_Work instructions_
Every line in the records below with the string "text" needs to be copied out.

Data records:
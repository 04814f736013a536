//! INI parsing
//!
//! Dialect:
//! - `[section]` headers; text after the closing bracket is ignored
//! - `option = value` or `option: value`, split at the first `=` or `:`
//! - lines whose first character is `#` or `;` are comments
//! - ` ;` (semicolon after whitespace) starts an inline comment in a value
//! - an indented line continues the previous value on a new line
//! - a value of exactly `""` is the empty string
//! - `[DEFAULT]` options are visible from every section
//!
//! Names are case-sensitive. A repeated header reopens the section and a
//! repeated option overrides the earlier value.

use super::error::{ConfigError, Result};
use std::collections::HashMap;

pub const DEFAULT_SECTION: &str = "DEFAULT";

/// Nesting limit for `%(name)s` references
pub const MAX_INTERPOLATION_DEPTH: usize = 10;

type Options = HashMap<String, String>;

#[derive(Debug, Clone, Default, PartialEq, Eq)]
pub struct IniDocument {
    sections: HashMap<String, Options>,
    order: Vec<String>,
    defaults: Options,
}

enum Cursor {
    None,
    Defaults,
    Section(String),
}

impl IniDocument {
    pub fn parse(text: &str, source_name: &str) -> Result<Self> {
        let mut document = IniDocument::default();
        let mut cursor = Cursor::None;
        let mut current_option: Option<String> = None;

        for (idx, raw_line) in text.lines().enumerate() {
            let line_no = idx + 1;
            let trimmed = raw_line.trim();

            if trimmed.is_empty() {
                current_option = None;
                continue;
            }

            let first = raw_line.chars().next().unwrap_or(' ');
            if first == '#' || first == ';' {
                continue;
            }

            if first.is_whitespace() {
                if let (Some(option), Some(options)) =
                    (current_option.as_ref(), document.options_at(&cursor))
                {
                    if let Some(value) = options.get_mut(option) {
                        value.push('\n');
                        value.push_str(trimmed);
                    }
                    continue;
                }
                if trimmed.starts_with('#') || trimmed.starts_with(';') {
                    continue;
                }
            }

            if let Some(header) = trimmed.strip_prefix('[') {
                let name = header
                    .find(']')
                    .map(|end| header[..end].trim())
                    .ok_or_else(|| ConfigError::parse(source_name, line_no, "unterminated section header"))?;
                if name.is_empty() {
                    return Err(ConfigError::parse(source_name, line_no, "empty section name"));
                }
                cursor = if name == DEFAULT_SECTION {
                    Cursor::Defaults
                } else {
                    if !document.sections.contains_key(name) {
                        document.order.push(name.to_string());
                        document.sections.insert(name.to_string(), Options::new());
                    }
                    Cursor::Section(name.to_string())
                };
                current_option = None;
                continue;
            }

            let (key, value) = split_option(trimmed)
                .ok_or_else(|| ConfigError::parse(source_name, line_no, format!("expected 'option = value', got '{}'", trimmed)))?;
            let options = document.options_at(&cursor).ok_or_else(|| {
                ConfigError::parse(source_name, line_no, "option line outside of any section")
            })?;
            options.insert(key.to_string(), value);
            current_option = Some(key.to_string());
        }

        Ok(document)
    }

    fn options_at(&mut self, cursor: &Cursor) -> Option<&mut Options> {
        match cursor {
            Cursor::None => None,
            Cursor::Defaults => Some(&mut self.defaults),
            Cursor::Section(name) => self.sections.get_mut(name),
        }
    }

    /// `DEFAULT` is not reported as a section
    pub fn has_section(&self, section: &str) -> bool {
        self.sections.contains_key(section)
    }

    pub fn has_option(&self, section: &str, option: &str) -> bool {
        self.get(section, option).is_some()
    }

    /// Section names in order of first appearance
    pub fn sections(&self) -> impl Iterator<Item = &str> {
        self.order.iter().map(String::as_str)
    }

    /// Option names of a section, including inherited defaults, sorted
    pub fn options(&self, section: &str) -> Option<Vec<&str>> {
        let options = self.sections.get(section)?;
        let mut names: Vec<&str> = options
            .keys()
            .chain(self.defaults.keys().filter(|k| !options.contains_key(*k)))
            .map(String::as_str)
            .collect();
        names.sort_unstable();
        Some(names)
    }

    /// Raw value of an option, falling back to `DEFAULT`
    pub fn get(&self, section: &str, option: &str) -> Option<&str> {
        let options = self.sections.get(section)?;
        options
            .get(option)
            .or_else(|| self.defaults.get(option))
            .map(String::as_str)
    }

    /// Value with `%(name)s` references expanded against the same section
    /// and `DEFAULT`. `%%` yields a literal `%`.
    pub fn get_interpolated(&self, section: &str, option: &str) -> Result<Option<String>> {
        let Some(raw) = self.get(section, option) else {
            return Ok(None);
        };
        let mut out = String::with_capacity(raw.len());
        self.interpolate_into(section, option, raw, 1, &mut out)?;
        Ok(Some(out))
    }

    fn interpolate_into(
        &self,
        section: &str,
        option: &str,
        raw: &str,
        depth: usize,
        out: &mut String,
    ) -> Result<()> {
        if depth > MAX_INTERPOLATION_DEPTH {
            return Err(ConfigError::interpolation(
                section,
                option,
                format!("references nested deeper than {}", MAX_INTERPOLATION_DEPTH),
            ));
        }

        let mut rest = raw;
        while let Some(pos) = rest.find('%') {
            out.push_str(&rest[..pos]);
            rest = &rest[pos + 1..];

            if let Some(after) = rest.strip_prefix('%') {
                out.push('%');
                rest = after;
                continue;
            }

            let reference = rest
                .strip_prefix('(')
                .and_then(|body| body.find(")s").map(|end| (&body[..end], &body[end + 2..])));
            let Some((name, after)) = reference else {
                return Err(ConfigError::interpolation(
                    section,
                    option,
                    format!("'%' must be followed by '%' or '(name)s' in '{}'", raw),
                ));
            };

            let value = self.get(section, name).ok_or_else(|| {
                ConfigError::interpolation(
                    section,
                    option,
                    format!("bad interpolation variable reference '%({})s'", name),
                )
            })?;
            self.interpolate_into(section, option, value, depth + 1, out)?;
            rest = after;
        }
        out.push_str(rest);
        Ok(())
    }
}

fn split_option(line: &str) -> Option<(&str, String)> {
    let pos = line.find(['=', ':'])?;
    let key = line[..pos].trim_end();
    if key.is_empty() {
        return None;
    }

    let raw = &line[pos + 1..];
    let comment = raw
        .char_indices()
        .find(|&(i, c)| c == ';' && i > 0 && raw[..i].ends_with(char::is_whitespace))
        .map_or(raw.len(), |(i, _)| i);

    let value = raw[..comment].trim();
    if value == "\"\"" {
        return Some((key, String::new()));
    }
    Some((key, value.to_string()))
}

_Task solution_
//! - `[section]` headers; text after the closing bracket is ignored
    pub fn parse(text: &str, source_name: &str) -> Result<Self> {
        for (idx, raw_line) in text.lines().enumerate() {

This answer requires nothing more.